PARIS (LifeSiteNews) — Twenty-thousand pro-lifers marched for life on January 22 in Paris, as France faces two major legislative battles in 2023 that threaten to add “equal access to the right to abortion” to the constitution and make euthanasia fully legal.
Given the high stakes, it was a pity that the turnout on Sunday was not higher than in previous years, although the overwhelming numbers of teenagers and very young adults at this year’s March for Life are certainly a sign that the upcoming generation is not taking the culture of death for granted.

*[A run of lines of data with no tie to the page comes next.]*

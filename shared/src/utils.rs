//! # Shared Utility Functions
//!
//! Small pure helpers used by both the network side and the foreground side.
//!
//! ## Account Masking
//!
//! - [`mask_account`] - Hide all but the last four characters of an account code
//!
//! ## Lenient Parsing
//!
//! Broker payloads carry numbers as display strings. A malformed value is
//! never an error at this layer; it becomes zero.
//!
//! - [`parse_volume`] - Decimal display string to whole units
//! - [`parse_amount`] - Decimal display string to `f64`
//!
//! ## Usage
//!
//! ```rust
//! use shared::utils::{mask_account, parse_volume};
//!
//! assert_eq!(mask_account("DU1234567"), "*****4567");
//! assert_eq!(parse_volume("1,250"), 1250);
//! assert_eq!(parse_volume("n/a"), 0);
//! ```

/// Mask an account code for logging, keeping only the last four characters.
///
/// Codes of four characters or fewer are fully masked.
///
/// # Examples
///
/// ```rust
/// use shared::utils::mask_account;
///
/// assert_eq!(mask_account("U9876543"), "****6543");
/// assert_eq!(mask_account("1234"), "****");
/// ```
pub fn mask_account(account: &str) -> String {
    let chars: Vec<char> = account.chars().collect();
    if chars.len() <= 4 {
        return "****".to_string();
    }
    let visible: String = chars[chars.len() - 4..].iter().collect();
    format!("{}{}", "*".repeat(chars.len() - 4), visible)
}

/// Parse a broker volume string into whole units.
///
/// Thousands separators are ignored and fractional volumes are truncated.
/// Anything unparseable (empty, `"n/a"`, sentinel text) yields `0`.
pub fn parse_volume(raw: &str) -> i64 {
    let cleaned: String = raw.trim().chars().filter(|c| *c != ',').collect();
    if let Ok(v) = cleaned.parse::<i64>() {
        return v;
    }
    match cleaned.parse::<f64>() {
        Ok(v) if v.is_finite() => v.trunc() as i64,
        _ => 0,
    }
}

/// Parse a broker decimal string into `f64`, yielding `0.0` when malformed.
pub fn parse_amount(raw: &str) -> f64 {
    let cleaned: String = raw.trim().chars().filter(|c| *c != ',').collect();
    match cleaned.parse::<f64>() {
        Ok(v) if v.is_finite() => v,
        _ => 0.0,
    }
}
//! # Test Support
//!
//! A scripted broker client for driving the network thread from tests. The
//! test pushes callbacks into the client's inbox; the driver pumps them into
//! its aggregator on the next iteration. Every outbound call is recorded.

#![allow(dead_code)]

use chart_terminal::core::service::{
    HistoricalQuery, ScannerSubscription, TickType, VendorBar, VendorCallbacks, VendorClient,
    VendorContract,
};
use parking_lot::{Condvar, Mutex};
use shared::{Event, RequestId};
use std::collections::VecDeque;
use std::sync::Arc;
use std::time::{Duration, Instant};

/// Outbound call as seen by the broker
#[derive(Debug, Clone, PartialEq)]
pub enum Call {
    Connect,
    StartReader,
    Disconnect,
    Scan { request_id: RequestId, scan_code: String, price_above: String },
    CancelScan(RequestId),
    ScannerParameters,
    History { request_id: RequestId, symbol: String },
    CancelHistory(RequestId),
    Account { subscribe: bool, code: String },
    Positions,
    Quotes { request_id: RequestId, symbol: String },
    CancelQuotes(RequestId),
}

/// Inbound callback to replay
#[derive(Debug, Clone)]
pub enum Callback {
    Row { request_id: RequestId, rank: i32, symbol: String },
    RowsEnd(RequestId),
    Bar { request_id: RequestId, index: usize },
    BarsEnd(RequestId),
    Parameters(String),
    AccountValue { key: String, value: String },
    Position { symbol: String, size: String },
    Tick { request_id: RequestId, price: f64 },
    /// Make `is_connected` report false from now on
    DropConnection,
}

#[derive(Default)]
struct Script {
    connected: bool,
    refuse: bool,
    calls: Vec<Call>,
    inbox: VecDeque<Callback>,
}

/// Test-side handle onto a [`ScriptedVendor`]
#[derive(Clone, Default)]
pub struct ScriptHandle {
    script: Arc<Mutex<Script>>,
    signal: Arc<Condvar>,
}

impl ScriptHandle {
    pub fn push(&self, callbacks: impl IntoIterator<Item = Callback>) {
        self.script.lock().inbox.extend(callbacks);
        self.signal.notify_one();
    }

    pub fn calls(&self) -> Vec<Call> {
        self.script.lock().calls.clone()
    }

    pub fn count(&self, call: &Call) -> usize {
        self.script.lock().calls.iter().filter(|c| *c == call).count()
    }

    /// Callbacks not yet pumped by the driver
    pub fn queued(&self) -> usize {
        self.script.lock().inbox.len()
    }

    pub fn is_connected(&self) -> bool {
        self.script.lock().connected
    }
}

pub struct ScriptedVendor {
    handle: ScriptHandle,
}

impl ScriptedVendor {
    pub fn new() -> (Self, ScriptHandle) {
        let handle = ScriptHandle::default();
        (Self { handle: handle.clone() }, handle)
    }

    pub fn refusing() -> (Self, ScriptHandle) {
        let (vendor, handle) = Self::new();
        handle.script.lock().refuse = true;
        (vendor, handle)
    }

    fn record(&self, call: Call) {
        self.handle.script.lock().calls.push(call);
    }
}

pub fn bar(index: usize) -> VendorBar {
    VendorBar {
        time: format!("2024{:02}{:02}", index / 28 % 12 + 1, index % 28 + 1),
        open: 100.0 + index as f64,
        high: 102.0 + index as f64,
        low: 99.0 + index as f64,
        close: 101.0 + index as f64,
        volume: format!("{}", 1_000 + index),
    }
}

impl VendorClient for ScriptedVendor {
    fn connect(&mut self, _host: &str, _port: u16, _client_id: i32) -> bool {
        let mut script = self.handle.script.lock();
        if script.refuse {
            return false;
        }
        script.connected = true;
        script.calls.push(Call::Connect);
        true
    }

    fn is_connected(&self) -> bool {
        self.handle.script.lock().connected
    }

    fn disconnect(&mut self) {
        let mut script = self.handle.script.lock();
        script.connected = false;
        script.calls.push(Call::Disconnect);
    }

    fn start_reader(&mut self) {
        self.record(Call::StartReader);
    }

    fn wait_for_signal(&self, timeout: Duration) {
        let mut script = self.handle.script.lock();
        if script.inbox.is_empty() {
            let _ = self.handle.signal.wait_for(&mut script, timeout);
        }
    }

    fn process_messages(&mut self, handler: &mut dyn VendorCallbacks) {
        let batch = {
            let mut script = self.handle.script.lock();
            let mut batch = Vec::new();
            while let Some(callback) = script.inbox.pop_front() {
                if matches!(callback, Callback::DropConnection) {
                    script.connected = false;
                    break;
                }
                batch.push(callback);
            }
            batch
        };

        for callback in batch {
            match callback {
                Callback::Row { request_id, rank, symbol } => {
                    handler.scanner_data(request_id, rank, &VendorContract::stock(&symbol))
                }
                Callback::RowsEnd(request_id) => handler.scanner_data_end(request_id),
                Callback::Bar { request_id, index } => handler.historical_data(request_id, &bar(index)),
                Callback::BarsEnd(request_id) => handler.historical_data_end(request_id, "", ""),
                Callback::Parameters(xml) => handler.scanner_parameters(&xml),
                Callback::AccountValue { key, value } => {
                    handler.update_account_value(&key, &value, "USD", "DU1234567")
                }
                Callback::Position { symbol, size } => {
                    handler.position("DU1234567", &VendorContract::stock(&symbol), &size, 10.0)
                }
                Callback::Tick { request_id, price } => {
                    handler.tick_price(request_id, TickType::LAST, price)
                }
                Callback::DropConnection => {}
            }
        }
    }

    fn request_scanner_subscription(&mut self, request_id: RequestId, subscription: &ScannerSubscription) {
        let price_above = subscription
            .filters
            .iter()
            .find(|(tag, _)| tag == "priceAbove")
            .map(|(_, v)| v.clone())
            .unwrap_or_default();
        self.record(Call::Scan {
            request_id,
            scan_code: subscription.scan_code.clone(),
            price_above,
        });
    }

    fn cancel_scanner_subscription(&mut self, request_id: RequestId) {
        self.record(Call::CancelScan(request_id));
    }

    fn request_scanner_parameters(&mut self) {
        self.record(Call::ScannerParameters);
    }

    fn request_historical_data(&mut self, request_id: RequestId, query: &HistoricalQuery) {
        self.record(Call::History {
            request_id,
            symbol: query.contract.symbol.clone(),
        });
    }

    fn cancel_historical_data(&mut self, request_id: RequestId) {
        self.record(Call::CancelHistory(request_id));
    }

    fn request_account_updates(&mut self, subscribe: bool, account_code: &str) {
        self.record(Call::Account {
            subscribe,
            code: account_code.to_string(),
        });
    }

    fn request_positions(&mut self) {
        self.record(Call::Positions);
    }

    fn request_market_data(&mut self, request_id: RequestId, contract: &VendorContract) {
        self.record(Call::Quotes {
            request_id,
            symbol: contract.symbol.clone(),
        });
    }

    fn cancel_market_data(&mut self, request_id: RequestId) {
        self.record(Call::CancelQuotes(request_id));
    }
}

/// Poll `condition` until it holds or `timeout` passes
pub fn wait_until(timeout: Duration, mut condition: impl FnMut() -> bool) -> bool {
    let deadline = Instant::now() + timeout;
    while Instant::now() < deadline {
        if condition() {
            return true;
        }
        std::thread::sleep(Duration::from_millis(2));
    }
    condition()
}

/// Drain `bridge` until `count` events have arrived or `timeout` passes
pub fn collect_events(bridge: &chart_terminal::Bridge, count: usize, timeout: Duration) -> Vec<Event> {
    let mut events = Vec::new();
    wait_until(timeout, || {
        events.extend(bridge.drain());
        events.len() >= count
    });
    events
}

pub const TIMEOUT: Duration = Duration::from_secs(5);

pub fn rows(request_id: RequestId, ranks: &[i32]) -> Vec<Callback> {
    ranks
        .iter()
        .map(|&rank| Callback::Row {
            request_id,
            rank,
            symbol: format!("SYM{rank}"),
        })
        .collect()
}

“Life is worth living” was one of the slogans of the March. The event, in a somewhat different form, took place on January 17, 1988, on the 13th anniversary of the entry into force of the infamous “Loi Veil.” That is the name given in France to its abortion law promoted in Parliament by health minister Simone Veil in 1974. The law lifted penal sanctions for abortions under well-defined circumstances and with a number of so-called safeguards, such as a ten-week time limit, a one-week cooling-off period, and compulsory counseling to help women with obtaining social assistance in order to carry on with their pregnancy. Simone Veil argued that “her” law’s main objective would be to “dissuade” women from having abortions but many of the law’s provisions, such as the setting up of publicly funded pregnancy care centers, were never implemented.
As soon as the law was adopted, yearly official abortion figures in France skyrocketed to over 200,000 a year. After a temporary dip, and, over time, the lifting or easing of all the conditions for access to voluntary abortion, yearly abortion figures have now reached over 220,000 a year.
(Excerpt) Read more at lifesitenews.com ...
Pro-lifers need to stop using the terms “radical” and “extreme” to describe pro-abortion laws.
It conveys that there are pro-abortion laws that pro-lifers view as “mainstream” and “reasonable” and that, in practice, is exactly the position that the rhetoric emboldens many Republican politicians to take.